Novel Carbon Removal

2023 is shaping up to be a big growth year for carbon removal. In May, JP Morgan Chase announced that it was buying $200 million worth of carbon removal from Climeworks, Charm Industrial, and a developer of bioenergy plus carbon capture. The bank also joined the Frontier Climate initiative.

Separately, Frontier announced it was signing its largest deal ever with Charm Industrial, committing $54 million to remove 112,000 tons of carbon by 2030. Also, Microsoft and Orsted announced what may be the largest carbon removal deal to date, for more than 2 million tonnes of carbon removal via a biomass energy and carbon capture project. The new acronym you can learn this month is BECCS: Bioenergy with carbon capture and storage (unlike a thermal power plant using fossil fuels, that emits carbon dioxide, a thermal power plant using biomass as its feedstock that is outfitted with carbon capture and storage can actually generate carbon negative power).

One fantastic thing that is happening (besides early capital flowing to a nascent space) is that the novel carbon removal community has embraced open source community norms. Frontier Climate shared not just who it has funded, but its process for selecting them, the language in the contracts it signed, and current gaps and challenges it observes in the market today. This has enabled the creation of other resources like CDR.FYI which tracks carbon removal commitments and purchases.

It is very early days for carbon removal, but this is a great sign for what is likely to become a gigantic industry over time.
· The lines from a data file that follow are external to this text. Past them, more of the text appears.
//! Publisher metrics
//!
//! Emitted through the `metrics` facade; nothing is recorded unless the host
//! process installs a recorder.

use metrics::{counter, gauge};

/// Stream publisher metrics helper
#[derive(Debug, Clone, Copy, Default)]
pub struct PublisherMetrics;

impl PublisherMetrics {
    /// Record a payload accepted for publishing
    pub fn published(&self, destination: &str) {
        counter!(
            "stream_publisher_published_total",
            "topic" => destination.to_string()
        )
        .increment(1);
    }

    /// Record a confirmed delivery
    pub fn delivered(&self, destination: &str) {
        counter!(
            "stream_publisher_delivered_total",
            "topic" => destination.to_string()
        )
        .increment(1);
    }

    /// Record a failed delivery
    pub fn failed(&self, destination: &str) {
        counter!(
            "stream_publisher_failed_total",
            "topic" => destination.to_string()
        )
        .increment(1);
    }

    /// Update the in-flight gauge
    pub fn in_flight(&self, count: u64) {
        gauge!("stream_publisher_in_flight").set(count as f64);
    }
}
#[cfg(feature = "config")]
use core_config::{ConfigError, FromEnv, env_optional, env_parse_or, env_required_any};

/// MongoDB database configuration
///
/// Constructed manually or loaded from environment variables (with the `config` feature).
///
/// ```ignore
/// use database::mongodb::MongoConfig;
///
/// let config = MongoConfig::with_database("mongodb://localhost:27017", "maintenance")
///     .with_app_name("maintenance-ingest");
/// ```
#[derive(Clone, Debug)]
pub struct MongoConfig {
    /// Connection string: mongodb://[username:password@]host[:port][/database][?options]
    pub url: String,

    /// Database name to use
    pub database: String,

    /// Optional application name for server logs
    pub app_name: Option<String>,

    pub max_pool_size: u32,
    pub min_pool_size: u32,
    pub connect_timeout_secs: u64,
    pub server_selection_timeout_secs: u64,
}

impl MongoConfig {
    /// Create a config for `url` using the `default` database
    pub fn new(url: impl Into<String>) -> Self {
        Self {
            url: url.into(),
            ..Self::default()
        }
    }

    /// Create a config for `url` and a specific database
    pub fn with_database(url: impl Into<String>, database: impl Into<String>) -> Self {
        Self {
            url: url.into(),
            database: database.into(),
            ..Self::default()
        }
    }

    /// Set the application name for server logs
    pub fn with_app_name(mut self, app_name: impl Into<String>) -> Self {
        self.app_name = Some(app_name.into());
        self
    }

    pub fn url(&self) -> &str {
        &self.url
    }

    pub fn database(&self) -> &str {
        &self.database
    }

    /// Connection string with any password replaced, safe for logs
    pub fn redacted_url(&self) -> String {
        match (self.url.find("://"), self.url.rfind('@')) {
            (Some(scheme_end), Some(at)) if at > scheme_end => {
                let credentials = &self.url[scheme_end + 3..at];
                let user = credentials.split(':').next().unwrap_or_default();
                format!("{}{}:***{}", &self.url[..scheme_end + 3], user, &self.url[at..])
            }
            _ => self.url.clone(),
        }
    }
}

impl Default for MongoConfig {
    fn default() -> Self {
        Self {
            url: "mongodb://localhost:27017".to_string(),
            database: "default".to_string(),
            app_name: None,
            max_pool_size: 10,
            min_pool_size: 1,
            connect_timeout_secs: 10,
            server_selection_timeout_secs: 30,
        }
    }
}

/// Load MongoConfig from environment variables
///
/// - `MONGODB_URL`, `MONGO_URL` or `MONGODB_URI_STANDARD` (required)
/// - `MONGODB_DATABASE` or `MONGO_DATABASE` (required)
/// - `MONGODB_APP_NAME` (optional)
/// - `MONGODB_MAX_POOL_SIZE` (default: 10)
/// - `MONGODB_MIN_POOL_SIZE` (default: 1)
/// - `MONGODB_CONNECT_TIMEOUT_SECS` (default: 10)
/// - `MONGODB_SERVER_SELECTION_TIMEOUT_SECS` (default: 30)
#[cfg(feature = "config")]
impl FromEnv for MongoConfig {
    fn from_env() -> Result<Self, ConfigError> {
        let url = env_required_any(&["MONGODB_URL", "MONGO_URL", "MONGODB_URI_STANDARD"])?;

        let database = env_optional("MONGODB_DATABASE")
            .or_else(|| env_optional("MONGO_DATABASE"))
            .ok_or_else(|| {
                ConfigError::MissingEnvVar("MONGODB_DATABASE or MONGO_DATABASE".to_string())
            })?;

        let defaults = Self::default();

        Ok(Self {
            url,
            database,
            app_name: env_optional("MONGODB_APP_NAME"),
            max_pool_size: env_parse_or("MONGODB_MAX_POOL_SIZE", defaults.max_pool_size)?,
            min_pool_size: env_parse_or("MONGODB_MIN_POOL_SIZE", defaults.min_pool_size)?,
            connect_timeout_secs: env_parse_or(
                "MONGODB_CONNECT_TIMEOUT_SECS",
                defaults.connect_timeout_secs,
            )?,
            server_selection_timeout_secs: env_parse_or(
                "MONGODB_SERVER_SELECTION_TIMEOUT_SECS",
                defaults.server_selection_timeout_secs,
            )?,
        })
    }
}
pub mod tracing;

use std::env;
use std::str::FromStr;
use thiserror::Error;

/// Configuration error type
#[derive(Error, Debug)]
pub enum ConfigError {
    #[error("Environment variable '{0}' is required but not set")]
    MissingEnvVar(String),

    #[error("Failed to parse environment variable '{key}': {details}")]
    ParseError { key: String, details: String },
}

/// Application environment (dev = local runs, prod = deployed jobs)
#[derive(Clone, Debug, PartialEq, Eq)]
pub enum Environment {
    Development,
    Production,
}

impl Environment {
    pub fn from_env() -> Self {
        let app_env = env::var("APP_ENV").unwrap_or_else(|_| "development".to_string());

        if app_env.eq_ignore_ascii_case("production") {
            Environment::Production
        } else {
            Environment::Development
        }
    }

    pub fn is_production(&self) -> bool {
        matches!(self, Environment::Production)
    }

    pub fn is_development(&self) -> bool {
        matches!(self, Environment::Development)
    }
}

/// Trait for configuration that can be loaded from environment variables
pub trait FromEnv: Sized {
    fn from_env() -> Result<Self, ConfigError>;
}

/// Helper to load and parse environment variable with a default value
pub fn env_or_default(key: &str, default: &str) -> String {
    env::var(key).unwrap_or_else(|_| default.to_string())
}

/// Helper to load and parse environment variable or return error
pub fn env_required(key: &str) -> Result<String, ConfigError> {
    env::var(key).map_err(|_| ConfigError::MissingEnvVar(key.to_string()))
}

/// Helper to load an optional environment variable, treating empty values as unset
pub fn env_optional(key: &str) -> Option<String> {
    env::var(key).ok().filter(|value| !value.trim().is_empty())
}

/// First non-blank value among `keys`, in order
pub fn env_optional_any(keys: &[&str]) -> Option<String> {
    keys.iter().find_map(|key| env_optional(key))
}

/// First non-blank value among `keys`, or an error naming all of them
pub fn env_required_any(keys: &[&str]) -> Result<String, ConfigError> {
    env_optional_any(keys).ok_or_else(|| ConfigError::MissingEnvVar(keys.join(" or ")))
}

/// Parse an environment variable into `T`, falling back to `default` when unset
pub fn env_parse_or<T>(key: &str, default: T) -> Result<T, ConfigError>
where
    T: FromStr,
    T::Err: std::fmt::Display,
{
    match env::var(key) {
        Ok(raw) => raw.trim().parse().map_err(|e: T::Err| ConfigError::ParseError {
            key: key.to_string(),
            details: e.to_string(),
        }),
        Err(_) => Ok(default),
    }
}
//! Voyage AI embedding provider
//!
//! `POST {base_url}/embeddings` with a bearer token. The response carries one
//! vector per input text, tagged with its input index.

use async_trait::async_trait;
use core_config::{ConfigError, FromEnv, env_or_default, env_parse_or, env_required_any};
use reqwest::Client;
use serde::{Deserialize, Serialize};
use std::fmt;
use std::str::FromStr;
use std::sync::OnceLock;
use std::time::Duration;
use tracing::{debug, instrument};

use crate::provider::EmbeddingProvider;
use crate::error::{EmbeddingError, EmbeddingResult};
use crate::models::{Embedding, InputType};

pub const DEFAULT_BASE_URL: &str = "https://api.voyageai.com/v1";

/// Voyage embedding provider configuration
#[derive(Clone)]
pub struct VoyageConfig {
    pub api_key: String,
    pub model: String,
    pub base_url: String,
    pub input_type: InputType,
    pub timeout: Duration,
}

impl VoyageConfig {
    pub fn new(api_key: impl Into<String>, model: impl Into<String>) -> Self {
        Self {
            api_key: api_key.into(),
            model: model.into(),
            base_url: DEFAULT_BASE_URL.to_string(),
            input_type: InputType::Document,
            timeout: Duration::from_secs(30),
        }
    }

    pub fn with_base_url(mut self, base_url: impl Into<String>) -> Self {
        self.base_url = base_url.into();
        self
    }

    pub fn with_input_type(mut self, input_type: InputType) -> Self {
        self.input_type = input_type;
        self
    }

    pub fn with_timeout(mut self, timeout: Duration) -> Self {
        self.timeout = timeout;
        self
    }
}

impl fmt::Debug for VoyageConfig {
    fn fmt(&self, f: &mut fmt::Formatter<'_>) -> fmt::Result {
        f.debug_struct("VoyageConfig")
            .field("api_key", &"***")
            .field("model", &self.model)
            .field("base_url", &self.base_url)
            .field("input_type", &self.input_type)
            .field("timeout", &self.timeout)
            .finish()
    }
}

impl FromEnv for VoyageConfig {
    /// - `VOYAGE_API_KEY` or `VOYAGEAI_API_KEY` (required)
    /// - `VOYAGE_MODEL` or `VOYAGEAI_TEXT_EMBEDDING_MODEL` (required)
    /// - `VOYAGE_BASE_URL` (default: https://api.voyageai.com/v1)
    /// - `VOYAGE_INPUT_TYPE` (default: document)
    /// - `VOYAGE_TIMEOUT_SECS` (default: 30)
    fn from_env() -> Result<Self, ConfigError> {
        let api_key = env_required_any(&["VOYAGE_API_KEY", "VOYAGEAI_API_KEY"])?;
        let model = env_required_any(&["VOYAGE_MODEL", "VOYAGEAI_TEXT_EMBEDDING_MODEL"])?;

        let raw_input_type = env_or_default("VOYAGE_INPUT_TYPE", InputType::Document.as_ref());
        let input_type =
            InputType::from_str(raw_input_type.trim()).map_err(|e| ConfigError::ParseError {
                key: "VOYAGE_INPUT_TYPE".to_string(),
                details: format!("{e}: expected 'document' or 'query'"),
            })?;

        let timeout_secs: u64 = env_parse_or("VOYAGE_TIMEOUT_SECS", 30)?;

        Ok(Self::new(api_key, model)
            .with_base_url(env_or_default("VOYAGE_BASE_URL", DEFAULT_BASE_URL))
            .with_input_type(input_type)
            .with_timeout(Duration::from_secs(timeout_secs)))
    }
}

/// Voyage AI embeddings provider
pub struct VoyageProvider {
    client: Client,
    config: VoyageConfig,
    dimension: OnceLock<usize>,
}

impl VoyageProvider {
    pub fn new(config: VoyageConfig) -> EmbeddingResult<Self> {
        if config.api_key.trim().is_empty() {
            return Err(EmbeddingError::Config("Voyage API key is empty".to_string()));
        }
        if config.model.trim().is_empty() {
            return Err(EmbeddingError::Config("Voyage model is empty".to_string()));
        }

        let client = Client::builder()
            .timeout(config.timeout)
            .build()
            .map_err(|e| EmbeddingError::Config(format!("Failed to build HTTP client: {e}")))?;

        Ok(Self {
            client,
            config,
            dimension: OnceLock::new(),
        })
    }

    pub fn from_env() -> EmbeddingResult<Self> {
        Self::new(VoyageConfig::from_env()?)
    }

    pub fn config(&self) -> &VoyageConfig {
        &self.config
    }

    /// Every vector must have the dimension of the first vector ever returned
    fn check_dimension(&self, len: usize) -> EmbeddingResult<()> {
        if len == 0 {
            return Err(EmbeddingError::Unavailable(
                "Voyage API returned an empty vector".to_string(),
            ));
        }
        let expected = *self.dimension.get_or_init(|| len);
        if expected != len {
            return Err(EmbeddingError::Unavailable(format!(
                "Dimension mismatch for model {}: expected {}, got {}",
                self.config.model, expected, len
            )));
        }
        Ok(())
    }
}

#[derive(Debug, Serialize)]
struct EmbeddingRequest<'a> {
    input: &'a [String],
    model: &'a str,
    input_type: InputType,
}

#[derive(Debug, Deserialize)]
struct EmbeddingResponse {
    data: Vec<EmbeddingData>,
    #[serde(default)]
    usage: Option<EmbeddingUsage>,
}

#[derive(Debug, Deserialize)]
struct EmbeddingData {
    embedding: Vec<f64>,
    index: usize,
}

#[derive(Debug, Deserialize)]
struct EmbeddingUsage {
    total_tokens: u64,
}

#[async_trait]
impl EmbeddingProvider for VoyageProvider {
    fn model(&self) -> &str {
        &self.config.model
    }

    fn dimension(&self) -> Option<usize> {
        self.dimension.get().copied()
    }

    async fn embed(&self, text: &str) -> EmbeddingResult<Embedding> {
        let results = self.embed_batch(&[text.to_string()]).await?;
        results
            .into_iter()
            .next()
            .ok_or_else(|| EmbeddingError::Unavailable("No embedding returned".to_string()))
    }

    #[instrument(skip(self, texts), fields(model = %self.config.model, count = texts.len()))]
    async fn embed_batch(&self, texts: &[String]) -> EmbeddingResult<Vec<Embedding>> {
        if texts.is_empty() {
            return Ok(vec![]);
        }

        let request = EmbeddingRequest {
            input: texts,
            model: &self.config.model,
            input_type: self.config.input_type,
        };

        let response = self
            .client
            .post(format!("{}/embeddings", self.config.base_url.trim_end_matches('/')))
            .bearer_auth(&self.config.api_key)
            .json(&request)
            .send()
            .await?;

        if !response.status().is_success() {
            let status = response.status();
            let error_text = response.text().await.unwrap_or_default();
            return Err(EmbeddingError::Unavailable(format!(
                "Voyage API error ({}): {}",
                status, error_text
            )));
        }

        let body: EmbeddingResponse = response.json().await?;

        if body.data.len() != texts.len() {
            return Err(EmbeddingError::Unavailable(format!(
                "Voyage API returned {} embeddings for {} inputs",
                body.data.len(),
                texts.len()
            )));
        }

        let mut data = body.data;
        data.sort_by_key(|d| d.index);

        for item in &data {
            self.check_dimension(item.embedding.len())?;
        }

        debug!(
            tokens = body.usage.map(|u| u.total_tokens).unwrap_or_default(),
            dimension = ?self.dimension(),
            "Embeddings generated"
        );

        Ok(data
            .into_iter()
            .map(|d| Embedding::new(self.config.model.clone(), d.embedding))
            .collect())
    }
}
People are sharing, learning, participating in a rising tide phenomenon. Companies that compete professionally with one another (like Meta and Alphabet, and Stripe and Shopify) are collaborating in sourcing carbon removal. These transparent norms are important for this nascent industry, especially one that is trying to set itself apart from the scandals and issues that existing voluntary carbon markets have experienced. At the end of the day, these are voluntary actions and rather difficult to independently monitor and validate, so this transparency is an important element for building trust and confidence in this novel carbon removal space.

Water, Water, Anywhere?

We talked about the Western US states grappling with limited water resources from the Colorado river last month; a few weeks later, the states were out with a deal amongst themselves. There is a bit of can kicking involved here (it expires in 2026), but also some real cuts, and enough action for the Federal government to chip in a bunch of incentive money.
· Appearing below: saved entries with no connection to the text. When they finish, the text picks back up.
//! Database library providing the MongoDB connector and shared retry utilities
//!
//! # Features
//!
//! - `mongodb` (default) - MongoDB support
//! - `config` - Configuration support with `core_config::FromEnv`
//! - `all` - All features
//!
//! # Example
//!
//! ```ignore
//! use database::mongodb::{self, MongoConfig};
//!
//! let config = MongoConfig::with_database("mongodb://localhost:27017", "maintenance");
//! let client = mongodb::connect_from_config_with_retry(&config, None).await?;
//! let db = client.database(config.database());
//! ```

// Always available modules
pub mod common;

#[cfg(feature = "mongodb")]
pub mod mongodb;

pub use common::{RetryConfig, retry, retry_if, retry_with_backoff};
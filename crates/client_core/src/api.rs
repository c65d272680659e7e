use std::time::Duration;

use async_trait::async_trait;
use reqwest::{Client, Method, RequestBuilder, Response};
use serde::de::DeserializeOwned;
use shared::{
    domain::{Offer, OfferExtended, OfferId, Review, User},
    error::{ApiError, ApiException},
    protocol::{AuthInfo, LoginRequest, PostReviewRequest, ReviewPayload},
};
use tracing::debug;
use url::Url;

use crate::{
    error::{ClientError, Result},
    token::TokenStore,
};

pub const TOKEN_HEADER: &str = "X-Token";
pub const DEFAULT_TIMEOUT: Duration = Duration::from_secs(5);

/// Backend calls the orchestration layer depends on.
#[async_trait]
pub trait SixCitiesApi: Send + Sync {
    async fn fetch_offers(&self) -> Result<Vec<Offer>>;
    async fn fetch_offer_by_id(&self, offer_id: &OfferId) -> Result<OfferExtended>;
    async fn fetch_nearby(&self, offer_id: &OfferId) -> Result<Vec<Offer>>;
    async fn fetch_reviews(&self, offer_id: &OfferId) -> Result<Vec<Review>>;
    async fn post_review(&self, offer_id: &OfferId, review: &PostReviewRequest) -> Result<Review>;
    async fn check_auth(&self) -> Result<User>;
    /// Signs in and keeps the issued token for later requests.
    async fn login(&self, credentials: &LoginRequest) -> Result<User>;
    async fn logout(&self) -> Result<()>;
    async fn fetch_favorites(&self) -> Result<Vec<Offer>>;
    async fn set_favorite(&self, offer_id: &OfferId, is_favorite: bool) -> Result<Offer>;
}

pub struct HttpApi {
    http: Client,
    base_url: String,
    tokens: TokenStore,
}

impl HttpApi {
    pub fn new(base_url: &str, timeout: Duration, tokens: TokenStore) -> Result<Self> {
        let parsed = Url::parse(base_url).map_err(|source| ClientError::InvalidBaseUrl {
            url: base_url.to_string(),
            source,
        })?;
        let http = Client::builder().timeout(timeout).build()?;

        Ok(Self {
            http,
            base_url: parsed.as_str().trim_end_matches('/').to_string(),
            tokens,
        })
    }

    pub fn tokens(&self) -> &TokenStore {
        &self.tokens
    }

    async fn request(&self, method: Method, path: &str) -> RequestBuilder {
        let builder = self.http.request(method, format!("{}{path}", self.base_url));
        match self.tokens.token().await {
            Some(token) => builder.header(TOKEN_HEADER, token),
            None => builder,
        }
    }

    async fn send(builder: RequestBuilder) -> Result<Response> {
        let response = builder.send().await?;
        let status = response.status();
        debug!(url = %response.url(), status = status.as_u16(), "backend response");
        if status.is_success() {
            return Ok(response);
        }

        let body = response.json::<ApiError>().await.ok();
        Err(ApiException::from_response(status.as_u16(), body).into())
    }

    async fn get_json<T: DeserializeOwned>(&self, path: &str) -> Result<T> {
        let response = Self::send(self.request(Method::GET, path).await).await?;
        Ok(response.json().await?)
    }
}

#[async_trait]
impl SixCitiesApi for HttpApi {
    async fn fetch_offers(&self) -> Result<Vec<Offer>> {
        self.get_json("/offers").await
    }

    async fn fetch_offer_by_id(&self, offer_id: &OfferId) -> Result<OfferExtended> {
        self.get_json(&format!("/offers/{offer_id}")).await
    }

    async fn fetch_nearby(&self, offer_id: &OfferId) -> Result<Vec<Offer>> {
        self.get_json(&format!("/offers/{offer_id}/nearby")).await
    }

    async fn fetch_reviews(&self, offer_id: &OfferId) -> Result<Vec<Review>> {
        let payloads: Vec<ReviewPayload> = self.get_json(&format!("/comments/{offer_id}")).await?;
        Ok(payloads
            .into_iter()
            .map(|payload| payload.into_review(offer_id.clone()))
            .collect())
    }

    async fn post_review(&self, offer_id: &OfferId, review: &PostReviewRequest) -> Result<Review> {
        let builder = self
            .request(Method::POST, &format!("/comments/{offer_id}"))
            .await
            .json(review);
        let payload: ReviewPayload = Self::send(builder).await?.json().await?;
        Ok(payload.into_review(offer_id.clone()))
    }

    async fn check_auth(&self) -> Result<User> {
        let info: AuthInfo = self.get_json("/login").await?;
        Ok(info.user())
    }

    async fn login(&self, credentials: &LoginRequest) -> Result<User> {
        let builder = self.request(Method::POST, "/login").await.json(credentials);
        let info: AuthInfo = Self::send(builder).await?.json().await?;
        self.tokens.save(&info.token).await?;
        Ok(info.user())
    }

    async fn logout(&self) -> Result<()> {
        Self::send(self.request(Method::DELETE, "/logout").await).await?;
        self.tokens.drop_token().await
    }

    async fn fetch_favorites(&self) -> Result<Vec<Offer>> {
        self.get_json("/favorite").await
    }

    async fn set_favorite(&self, offer_id: &OfferId, is_favorite: bool) -> Result<Offer> {
        let status = u8::from(is_favorite);
        let builder = self
            .request(Method::POST, &format!("/favorite/{offer_id}/{status}"))
            .await;
        Ok(Self::send(builder).await?.json().await?)
    }
}

#[cfg(test)]
#[path = "tests/api_tests.rs"]
mod tests;
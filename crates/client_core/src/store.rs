use shared::domain::City;
use tokio::sync::{broadcast, watch};
use tracing::{debug, error, info};

use crate::{action::Action, reducer::reduce, route::AppRoute, state::AppState};

const EVENT_CAPACITY: usize = 256;

#[derive(Debug, Clone, Copy, PartialEq, Eq)]
pub enum NotificationLevel {
    Info,
    Error,
}

/// Transient, user-visible message (a toast).
#[derive(Debug, Clone, PartialEq, Eq)]
pub struct Notification {
    pub level: NotificationLevel,
    pub message: String,
}

impl Notification {
    pub fn info(message: impl Into<String>) -> Self {
        Self {
            level: NotificationLevel::Info,
            message: message.into(),
        }
    }

    pub fn error(message: impl Into<String>) -> Self {
        Self {
            level: NotificationLevel::Error,
            message: message.into(),
        }
    }
}

#[derive(Debug, Clone, PartialEq, Eq)]
pub enum StoreEvent {
    Redirect(AppRoute),
    Notification(Notification),
}

/// Single owner of [`AppState`].
///
/// The only way to change the state is [`Store::dispatch`]. Readers either
/// take snapshots, run selectors against the current state, or watch it
/// through [`Store::subscribe`]. Redirects and notifications are side
/// channels published on [`Store::subscribe_events`].
pub struct Store {
    state: watch::Sender<AppState>,
    events: broadcast::Sender<StoreEvent>,
}

impl Store {
    pub fn new(initial: AppState) -> Self {
        let (state, _) = watch::channel(initial);
        let (events, _) = broadcast::channel(EVENT_CAPACITY);
        Self { state, events }
    }

    pub fn with_default_city(city: City) -> Self {
        Self::new(AppState::with_city(city))
    }

    /// Runs the reducer for `action`. Calls are applied one at a time in the
    /// order they are made; watchers only wake when the state changed.
    pub fn dispatch(&self, action: Action) {
        let name = action.name();
        let redirect = match &action {
            Action::RedirectToRoute(route) => Some(route.clone()),
            _ => None,
        };

        let changed = self.state.send_if_modified(|state| {
            let next = reduce(state, action);
            if next == *state {
                false
            } else {
                *state = next;
                true
            }
        });
        debug!(action = name, changed, "dispatched action");

        if let Some(route) = redirect {
            info!(route = %route, "redirect requested");
            let _ = self.events.send(StoreEvent::Redirect(route));
        }
    }

    pub fn state(&self) -> AppState {
        self.state.borrow().clone()
    }

    /// Applies `selector` to the current state. The state is read-locked for
    /// the duration of the call, so the selector must not dispatch.
    pub fn select<T>(&self, selector: impl FnOnce(&AppState) -> T) -> T {
        selector(&self.state.borrow())
    }

    pub fn subscribe(&self) -> watch::Receiver<AppState> {
        self.state.subscribe()
    }

    pub fn subscribe_events(&self) -> broadcast::Receiver<StoreEvent> {
        self.events.subscribe()
    }

    pub fn notify(&self, notification: Notification) {
        match notification.level {
            NotificationLevel::Info => info!(message = %notification.message, "notification"),
            NotificationLevel::Error => error!(message = %notification.message, "notification"),
        }
        let _ = self.events.send(StoreEvent::Notification(notification));
    }
}

impl Default for Store {
    fn default() -> Self {
        Self::new(AppState::default())
    }
}

#[cfg(test)]
#[path = "tests/store_tests.rs"]
mod tests;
On a related note, the state of Arizona recently limited new construction around Phoenix after analysis showed there are insufficient water reservoirs to supply water to planned developments. While there are still tens of thousands of plots of land that can be built on, it may be the beginning of the end for this metro area’s housing boom. Going forward, new developments will not be able to rely on well water and must acquire water through other means (no small effort in a desert). It will be interesting to see what this does to the Phoenix area real estate market over the next decade — another postcard from the (not too distant) future.

Virtual Power Plants: Electrifying Everything’s Cool Cousin

A recent study by the Brattle Group suggested that virtual power plants (VPPs) could provide the same level of resource adequacy as gas peaker plants or battery storage, at a much lower cost. The study was funded by Google, which owns Nest, the smart thermostat maker (who could be a major player in the VPP space). Here’s more from Utility Dive:

The Brattle report describes VPPs as distributed energy resource portfolios that include technologies such as rooftop solar panels, smart thermostats, smart water heaters, electric vehicles, and distributed batteries, which are actively controlled by utilities. Virtual power plants add energy to the grid either by reducing power demand through appliances like smart thermostats, or by tapping batteries that store unneeded electricity when demand is low.
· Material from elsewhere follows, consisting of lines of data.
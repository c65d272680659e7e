//! Read-only projections of [`AppState`] for views.

use std::collections::BTreeMap;

use shared::domain::{AuthorizationStatus, City, Offer, OfferExtended, Review, User};

use crate::state::AppState;

pub const NEARBY_OFFERS_LIMIT: usize = 3;
pub const MAX_REVIEWS_SHOWN: usize = 10;

pub fn is_review_pending(state: &AppState) -> bool {
    state.is_review_pending
}

pub fn is_offers_data_loading(state: &AppState) -> bool {
    state.is_offers_data_loading
}

pub fn is_error_offer(state: &AppState) -> bool {
    state.is_error_offer
}

pub fn is_favorites_loading(state: &AppState) -> bool {
    state.is_favorites_loading
}

pub fn authorization_status(state: &AppState) -> AuthorizationStatus {
    state.authorization_status
}

pub fn user_data(state: &AppState) -> Option<&User> {
    state.user_data.as_ref()
}

pub fn current_city(state: &AppState) -> &City {
    &state.city
}

pub fn offers_in_city(state: &AppState) -> Vec<&Offer> {
    state
        .offers
        .iter()
        .filter(|offer| offer.city.name == state.city.name)
        .collect()
}

#[derive(Debug, Clone, Copy, PartialEq, Eq, Default)]
pub enum SortOption {
    #[default]
    Popular,
    PriceLowToHigh,
    PriceHighToLow,
    TopRated,
}

impl SortOption {
    pub fn label(self) -> &'static str {
        match self {
            Self::Popular => "Popular",
            Self::PriceLowToHigh => "Price: low to high",
            Self::PriceHighToLow => "Price: high to low",
            Self::TopRated => "Top rated first",
        }
    }
}

/// Offers of the current city in the requested order. `Popular` keeps the
/// order the backend returned.
pub fn sorted_offers(state: &AppState, sort: SortOption) -> Vec<&Offer> {
    let mut offers = offers_in_city(state);
    match sort {
        SortOption::Popular => {}
        SortOption::PriceLowToHigh => offers.sort_by_key(|offer| offer.price),
        SortOption::PriceHighToLow => offers.sort_by(|a, b| b.price.cmp(&a.price)),
        SortOption::TopRated => offers.sort_by(|a, b| b.rating.total_cmp(&a.rating)),
    }
    offers
}

pub fn nearby_for_page(state: &AppState) -> &[Offer] {
    let len = state.nearby_data.len().min(NEARBY_OFFERS_LIMIT);
    &state.nearby_data[..len]
}

/// Newest first, capped at [`MAX_REVIEWS_SHOWN`].
pub fn reviews_for_display(state: &AppState) -> Vec<&Review> {
    let mut reviews: Vec<&Review> = state.review_data.iter().collect();
    reviews.sort_by(|a, b| b.date.cmp(&a.date));
    reviews.truncate(MAX_REVIEWS_SHOWN);
    reviews
}

pub fn review_count(state: &AppState) -> usize {
    state.review_data.len()
}

pub fn favorites_by_city(state: &AppState) -> BTreeMap<&str, Vec<&Offer>> {
    let mut grouped: BTreeMap<&str, Vec<&Offer>> = BTreeMap::new();
    for offer in &state.favorites {
        grouped.entry(offer.city.name.as_str()).or_default().push(offer);
    }
    grouped
}

#[derive(Debug, Clone, PartialEq)]
pub enum OfferPageView<'a> {
    Loading,
    NotFound,
    Ready {
        offer: &'a OfferExtended,
        nearby: &'a [Offer],
        reviews: Vec<&'a Review>,
        review_count: usize,
    },
}

pub fn offer_page(state: &AppState) -> OfferPageView<'_> {
    if state.is_error_offer {
        return OfferPageView::NotFound;
    }

    match &state.offer_data {
        Some(offer) => OfferPageView::Ready {
            offer,
            nearby: nearby_for_page(state),
            reviews: reviews_for_display(state),
            review_count: review_count(state),
        },
        None => OfferPageView::Loading,
    }
}

#[cfg(test)]
#[path = "tests/selectors_tests.rs"]
mod tests;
VPPs are like the cool cousin of electrifying everything: once you have a smart thermostat, an electric vehicle, and a heat pump, these become assets that can be used to help manage the grid. Speaking of electrifying everything, friend of Evergreen Energize Ventures is out with their 2023 Electrifying Everything report. In it, they highlight how “Europe is the mad science lab fostering the rapid electrification of everything.”

Power Plants Rule

The Biden Administration proposed what would be the first limits on CO2 emissions from power plants. Based on the tumultuous path carbon emissions regulations have faced in the past, the EPA developed some very focused rules (focusing narrowly on the plants themselves) and providing flexibility so that they didn’t accidentally shut down a bunch of important assets. As described by Inside Climate News:

Large categories of coal and natural gas power plants — those that are going to close soon, or are small, or only run intermittently — will not face new requirements at all. And clean-up of the electricity sector will rely on two technologies — carbon capture and storage, or CCS, and clean hydrogen — that are receiving billions of dollars of federal subsidies approved by Congress over the past two years.

Moreover, no fossil fuel plant will be forced to install those technologies before 2030. Large natural gas plants have until 2035 or 2038 to equip themselves with carbon capture and other technology to cut emissions 90 percent. That suggests the U.S. won’t make it to Biden’s goal of 100 percent carbon-free electricity by 2035 on this rule alone, even if it survives all of the challenges that the industry and states are preparing to launch.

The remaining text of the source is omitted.